6 LE TRAVAIL

LVANT Resnyk, celui qui dormait avec moi était un Polonais dont personne ne connaissait le nom. Paisible et silencieux, il avait deux vieilles plaies aux tibias et dégageait la nuit une répugnante odeur de maladie; et comme il était faible de la vessie, il se réveillait et me réveillait huit à dix fois par nuit.

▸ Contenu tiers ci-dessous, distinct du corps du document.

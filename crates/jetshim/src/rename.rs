//! Catalog-level table and column renames.
//!
//! The engine has no `RENAME` DDL; the schema provider renames objects in the
//! catalog directly. Each request is exactly one provider call, with no retry
//! and nothing to roll back.

use std::sync::Arc;

use tracing::info;

use crate::catalog::snapshot::OpenScope;
use crate::core::identifier::{quote_identifier, validate_identifier};
use crate::core::{DriverConnection, SchemaProvider};
use crate::error::Result;

/// Runs `ALTER TABLE ... RENAME` requests against a schema provider.
#[derive(Clone)]
pub struct RenameExecutor {
    provider: Arc<dyn SchemaProvider>,
}

impl RenameExecutor {
    pub fn new(provider: Arc<dyn SchemaProvider>) -> Self {
        Self { provider }
    }

    /// `ALTER TABLE old RENAME TO new`
    pub async fn rename_table(
        &self,
        conn: &dyn DriverConnection,
        old_name: &str,
        new_name: &str,
    ) -> Result<()> {
        let (old_quoted, new_quoted) = (quote_identifier(old_name)?, quote_identifier(new_name)?);

        let _scope = OpenScope::enter(conn).await?;
        self.provider.rename_table(conn, old_name, new_name).await?;

        info!("Renamed table {} to {}", old_quoted, new_quoted);
        Ok(())
    }

    /// `ALTER TABLE table RENAME COLUMN old TO new`
    pub async fn rename_column(
        &self,
        conn: &dyn DriverConnection,
        table_name: &str,
        old_name: &str,
        new_name: &str,
    ) -> Result<()> {
        let table_quoted = quote_identifier(table_name)?;
        validate_identifier(old_name)?;
        validate_identifier(new_name)?;

        let _scope = OpenScope::enter(conn).await?;
        self.provider
            .rename_column(conn, table_name, old_name, new_name)
            .await?;

        info!(
            "Renamed column {}.[{}] to [{}]",
            table_quoted, old_name, new_name
        );
        Ok(())
    }
}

Un soir, il m'a laissé ses gants à garder et est entré à l'infirmerie. L'espace d'une demi-heure, j'ai espéré que le fourrier oublierait que j'étais resté seul à occuper la couchette, mais alors que l'extinction des feux avait déjà sonné, la couchette a grincé et un long type roux portant le numéro des Français de Drancy s'est hissé à côté de moi.

Avoir un compagnon de Ht de haute taille est une véritable calamité, cela veut dire perdre des heures de sommeil. Et moi, justement, je me retrouve toujours avec des grands parce que je suis petit et qu'il n'y a pas la place ici pour deux grands ensemble. Mais il s'est vite avéré que Resnyk n'était pas pour autant un mauvais compagnon. Il parlait peu et poliment, il était propre, il ne ronflait pas, il ne se levait que deux ou trois fois par nuit, et toujours avec précaution. Le matin, il s'est proposé de faire le lit (opération laborieuse et compliquée, et qui comporte une responsabilité considérable, vu que ceux qui font mal leur lit, les «schlechte Bettenbauer», sont punis sans retard), et il l'a fait vite et bien; aussi n'ai-je pas été fâché de voir plus tard, place de l'Appel, qu'il avait été mis dans mon Kommando.

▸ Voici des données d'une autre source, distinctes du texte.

use std::{
    fs::{self, File},
    io::Write,
    path::{Path, PathBuf},
};

use crate::{BankingConfig, ConfigError};

pub const CONFIG_FILE_NAME: &str = "banking-config.json";
const TMP_SUFFIX: &str = "tmp";

/// Handles persistence for [`BankingConfig`].
#[derive(Debug, Clone)]
pub struct ConfigManager {
    config_path: PathBuf,
}

impl ConfigManager {
    pub fn new(config_path: PathBuf) -> Self {
        Self { config_path }
    }

    pub fn with_base_dir(base: PathBuf) -> Result<Self, ConfigError> {
        fs::create_dir_all(&base)?;
        Ok(Self::new(base.join(CONFIG_FILE_NAME)))
    }

    pub fn config_path(&self) -> &Path {
        &self.config_path
    }

    /// Loads the stored configuration, falling back to defaults when the
    /// file does not exist yet.
    pub fn load(&self) -> Result<BankingConfig, ConfigError> {
        if self.config_path.exists() {
            let data = fs::read_to_string(&self.config_path)?;
            serde_json::from_str(&data).map_err(|err| ConfigError::Serde(err.to_string()))
        } else {
            Ok(BankingConfig::default())
        }
    }

    pub fn save(&self, config: &BankingConfig) -> Result<(), ConfigError> {
        if let Some(parent) = self.config_path.parent() {
            fs::create_dir_all(parent)?;
        }
        let json = serde_json::to_string_pretty(config)
            .map_err(|err| ConfigError::Serde(err.to_string()))?;
        let tmp = tmp_path(&self.config_path);
        write_atomic(&tmp, &json)?;
        fs::rename(&tmp, &self.config_path)?;
        Ok(())
    }
}

fn tmp_path(path: &Path) -> PathBuf {
    let mut tmp = path.to_path_buf();
    let ext = match path.extension().and_then(|ext| ext.to_str()) {
        Some(existing) => format!("{}.{}", existing, TMP_SUFFIX),
        None => TMP_SUFFIX.to_string(),
    };
    tmp.set_extension(ext);
    tmp
}

fn write_atomic(path: &Path, data: &str) -> Result<(), ConfigError> {
    if let Some(parent) = path.parent() {
        fs::create_dir_all(parent)?;
    }
    let mut file = File::create(path)?;
    file.write_all(data.as_bytes())?;
    file.flush()?;
    Ok(())
}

Sur le chemin du travail, chancelants dans nos gros sabots sur la neige gelée, nous avons échangé quelques mots, et j'ai appris que Resnyk était polonais; bien qu'il ait vécu vingt ans à Paris, il parle un français impossible. Il a trente ans, mais, comme à chacun de nous, vous lui en donneriez aussi bien dix-sept que cinquante. Il m'a raconté son histoire, et aujourd'hui je l'ai oubliée, mais c'était à coup sûr une histoire douloureuse, cruelle et touchante, comme le sont toutes nos histoires, des centaines de milliers d'histoires toutes différentes et toutes pleines d'une étonnante et tragique nécessité. Le soir, nous nous les racontons entre nous: elles se sont déroulées en Norvège, en Italie, en Algérie, en Ukraine, et elles sont simples et incompréhensibles comme les histoires de la Bible. Mais ne sont-elles pas à leur tour les histoires d'une nouvelle Bible?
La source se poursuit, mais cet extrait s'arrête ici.